US Federal Reserve is also concerned about a potential slowdown in the leading world’s economy. The Federal Open Market Committee (FOMC) published meeting minutes protocol from the latest decision in December. The economic statement confirmed the regulator’s cautious approach for the monetary policy, in the same tone as Chairman Powell announced during his speech in the first week of January 2019. Further interest rate hikes became more data-dependent and FOMC will monitor the upcoming macroeconomic reports very closely before making conclusions about the continuation of the tightening cycle. In simple words, the Federal Reserve signalled its readiness to halt tightening, pushing the ‘pause’ button. That rhetoric was immediately reflected in the market’s expectations for interest rates hikes this year. It’s been widely anticipated that the Fed will hike at least two times in 2019, however, the odds for a rate cute jumped dramatically. One of the key reasons for such Powells’ dovishness was related to the inflationary pressure which has been lowered recently. Both Consumer and Producer price indexes failed to meet market expectations, slowing down in December, as the reports showed. Although the last FOMC decision to hike the interest rates was unanimous in December, most of the FOMC members agree on the need to wait-and-see policy in order to avoid a possible negative impact on the economic growth in the United States.

Источник: Emirates NBD Research

One of the largest US tech giants -- Facebook -- published a financial report for 2018. The resulting figures are looking ugly, as the company lost billions of dollars due to several scandals throughout the past year. Facebook shares plunged 25%, while the company’s capitalization fell to $376 billion at the end of last year from $513 billion in 2017. The main trouble for Mark Zuckerberg and Co. was related to users’ data leakage which happened to millions Facebook accounts.

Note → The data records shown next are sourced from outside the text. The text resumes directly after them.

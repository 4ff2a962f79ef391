use axum::{
    extract::{Extension, Path},
    http::StatusCode,
    response::Response,
    routing::{get, post},
    Json, Router,
};
use sea_orm::DatabaseConnection;
use serde::Deserialize;
use std::sync::Arc;

use crate::api::user::order::OrderDetail;
use crate::api::repository;
use crate::error::ShopError;
use crate::lifecycle::{self, IncomingLine};
use crate::middleware::logging::{to_response, ApiOutcome};

//ROUTERS
pub fn cart_router(db: Arc<DatabaseConnection>) -> Router {
    Router::new()
        .route("/users/:id/cart", get(get_cart).post(add_product))
        .route("/users/:id/cart/merge", post(merge_cart))
        .layer(Extension(db))
}

//ROUTES
async fn get_cart(
    Path(user_id): Path<i32>,
    Extension(db): Extension<Arc<DatabaseConnection>>,
) -> Result<Response, ShopError> {
    let cart = lifecycle::get_or_create_cart(&db, user_id).await?;
    let detail = OrderDetail::load(&repository(&db), cart).await?;
    Ok(to_response((StatusCode::OK, Json(detail)), ApiOutcome::Ok))
}

async fn add_product(
    Path(user_id): Path<i32>,
    Extension(db): Extension<Arc<DatabaseConnection>>,
    Json(payload): Json<AddProduct>,
) -> Result<Response, ShopError> {
    let cart =
        lifecycle::add_to_cart(&db, user_id, payload.product_id, payload.quantity).await?;
    let detail = OrderDetail::load(&repository(&db), cart).await?;
    Ok(to_response((StatusCode::CREATED, Json(detail)), ApiOutcome::Ok))
}

async fn merge_cart(
    Path(user_id): Path<i32>,
    Extension(db): Extension<Arc<DatabaseConnection>>,
    Json(payload): Json<MergeCart>,
) -> Result<Response, ShopError> {
    let cart = lifecycle::merge_cart(&db, user_id, &payload.items).await?;
    let detail = OrderDetail::load(&repository(&db), cart).await?;
    Ok(to_response((StatusCode::OK, Json(detail)), ApiOutcome::Ok))
}

//Structs
#[derive(Deserialize, Debug)]
struct AddProduct {
    product_id: i32,
    quantity: i32,
}

#[derive(Deserialize, Debug)]
struct MergeCart {
    items: Vec<IncomingLine>,
}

The company’s shares started dropping in March 2018 when Cambridge Analytica had got the access to more than 100 million social network accounts. After that, Facebook lost billions of dollars while several celebrities even deleted their accounts completely. Mark Zuckerberg, the owner and CEO of the social network company, is still in the list of richest US billionaires. However, he is also one of the leading losers among the most wealthy people on the planet, according to several sources.

Argentina appeared in the market focus last week, as the country reported inflation in December. The total yearly inflation was 47.6% in 2018, which is the highest figure not only in Latin America but also in the world. The main problem is that the country is in the short-list of developing countries and emerging markets. But such soaring inflation might kick the country out of the list, lowering the demand for Argentine assets from international investors. December’s consumer prices growth was published at the level of 2.6% compared to November 2018, while the yearly inflation growth reached 47.6%. The largest figures were noticed in food and non-alcohol drinks (51.2%), housing and communal services (45.7%), healthcare (50.2%), transport (66.8%) and telecom industry (55.3%). Argentine authorities predict inflation to slow down to 28.7% in 2019. There were also reports from several sources that local elite realty struggles from the most severe crisis in a decade with lots of owners being unable to sell their houses. Such a dramatic change might lead to prices falling in the housing sector, creating attractive investment opportunities in the long-term perspective. Argentine Peso was also among the losers in the currency market.